__Work instruction__
The entries should be written out again exactly as they read.

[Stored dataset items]
□ □ □ □ □

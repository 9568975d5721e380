use serde::Serialize;

#[derive(Debug, Clone, Copy, Default, PartialEq, Eq, Serialize)]
#[serde(rename_all = "lowercase")]
pub enum ViewMode {
    Minimal,
    #[default]
    Compact,
    Standard,
    Verbose,
}

#[derive(Debug, Clone, Copy, Default, PartialEq, Eq, Serialize)]
#[serde(rename_all = "lowercase")]
pub enum OutputFormat {
    #[default]
    Text,
    Json,
}

impl From<crate::args::OutputFormat> for OutputFormat {
    fn from(format: crate::args::OutputFormat) -> Self {
        match format {
            crate::args::OutputFormat::Plain => Self::Text,
            crate::args::OutputFormat::Json => Self::Json,
        }
    }
}

#[derive(Debug, Clone, Serialize)]
pub struct StatusBadge {
    pub level: StatusLevel,
    pub label: String,
}

impl StatusBadge {
    pub fn success(label: impl Into<String>) -> Self {
        Self {
            level: StatusLevel::Success,
            label: label.into(),
        }
    }

    pub fn info(label: impl Into<String>) -> Self {
        Self {
            level: StatusLevel::Info,
            label: label.into(),
        }
    }

    pub fn warning(label: impl Into<String>) -> Self {
        Self {
            level: StatusLevel::Warning,
            label: label.into(),
        }
    }

    pub fn icon(&self) -> &str {
        match self.level {
            StatusLevel::Success => "✅",
            StatusLevel::Info => "ℹ️",
            StatusLevel::Warning => "⚠️",
        }
    }
}

#[derive(Debug, Clone, Copy, Serialize, PartialEq, Eq)]
#[serde(rename_all = "lowercase")]
pub enum StatusLevel {
    Success,
    Info,
    Warning,
}

/// A follow-up the user might want to run
#[derive(Debug, Clone, Serialize)]
pub struct Guidance {
    pub description: String,
    #[serde(skip_serializing_if = "Option::is_none")]
    pub command: Option<String>,
}

impl Guidance {
    pub fn new(description: impl Into<String>) -> Self {
        Self {
            description: description.into(),
            command: None,
        }
    }

    pub fn with_command(mut self, command: impl Into<String>) -> Self {
        self.command = Some(command.into());
        self
    }
}

#[cfg(test)]
mod tests {
    use super::*;

    #[test]
    fn test_badge_levels_serialize_lowercase() {
        let badge = StatusBadge::warning("Nothing to plot");
        assert_eq!(badge.icon(), "⚠️");
        let json = serde_json::to_value(&badge).unwrap();
        assert_eq!(json["level"], "warning");
        assert_eq!(StatusBadge::info("x").icon(), "ℹ️");
    }
}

□ □ □ □ □

__Solution to the exercise__
repository 9568975d5721e380
use serde::Serialize;

#[derive(Debug, Clone, Copy, Default, PartialEq, Eq, Serialize)]
#[serde(rename_all = "lowercase")]
pub enum ViewMode {
    Minimal,
    #[default]
    Compact,
    Standard,
    Verbose,
}

#[derive(Debug, Clone, Copy, Default, PartialEq, Eq, Serialize)]
#[serde(rename_all = "lowercase")]
pub enum OutputFormat {
    #[default]
    Text,
    Json,
}

impl From<crate::args::OutputFormat> for OutputFormat {
    fn from(format: crate::args::OutputFormat) -> Self {
        match format {
            crate::args::OutputFormat::Plain => Self::Text,
            crate::args::OutputFormat::Json => Self::Json,
        }
    }
}

#[derive(Debug, Clone, Serialize)]
pub struct StatusBadge {
    pub level: StatusLevel,
    pub label: String,
}

impl StatusBadge {
    pub fn success(label: impl Into<String>) -> Self {
        Self {
            level: StatusLevel::Success,
            label: label.into(),
        }
    }

    pub fn info(label: impl Into<String>) -> Self {
        Self {
            level: StatusLevel::Info,
            label: label.into(),
        }
    }

    pub fn warning(label: impl Into<String>) -> Self {
        Self {
            level: StatusLevel::Warning,
            label: label.into(),
        }
    }

    pub fn icon(&self) -> &str {
        match self.level {
            StatusLevel::Success => "✅",
            StatusLevel::Info => "ℹ️",
            StatusLevel::Warning => "⚠️",
        }
    }
}

#[derive(Debug, Clone, Copy, Serialize, PartialEq, Eq)]
#[serde(rename_all = "lowercase")]
pub enum StatusLevel {
    Success,
    Info,
    Warning,
}

/// A follow-up the user might want to run
#[derive(Debug, Clone, Serialize)]
pub struct Guidance {
    pub description: String,
    #[serde(skip_serializing_if = "Option::is_none")]
    pub command: Option<String>,
}

impl Guidance {
    pub fn new(description: impl Into<String>) -> Self {
        Self {
            description: description.into(),
            command: None,
        }
    }

    pub fn with_command(mut self, command: impl Into<String>) -> Self {
        self.command = Some(command.into());
        self
    }
}

#[cfg(test)]
mod tests {
    use super::*;

    #[test]
    fn test_badge_levels_serialize_lowercase() {
        let badge = StatusBadge::warning("Nothing to plot");
        assert_eq!(badge.icon(), "⚠️");
        let json = serde_json::to_value(&badge).unwrap();
        assert_eq!(json["level"], "warning");
        assert_eq!(StatusBadge::info("x").icon(), "ℹ️");
    }
}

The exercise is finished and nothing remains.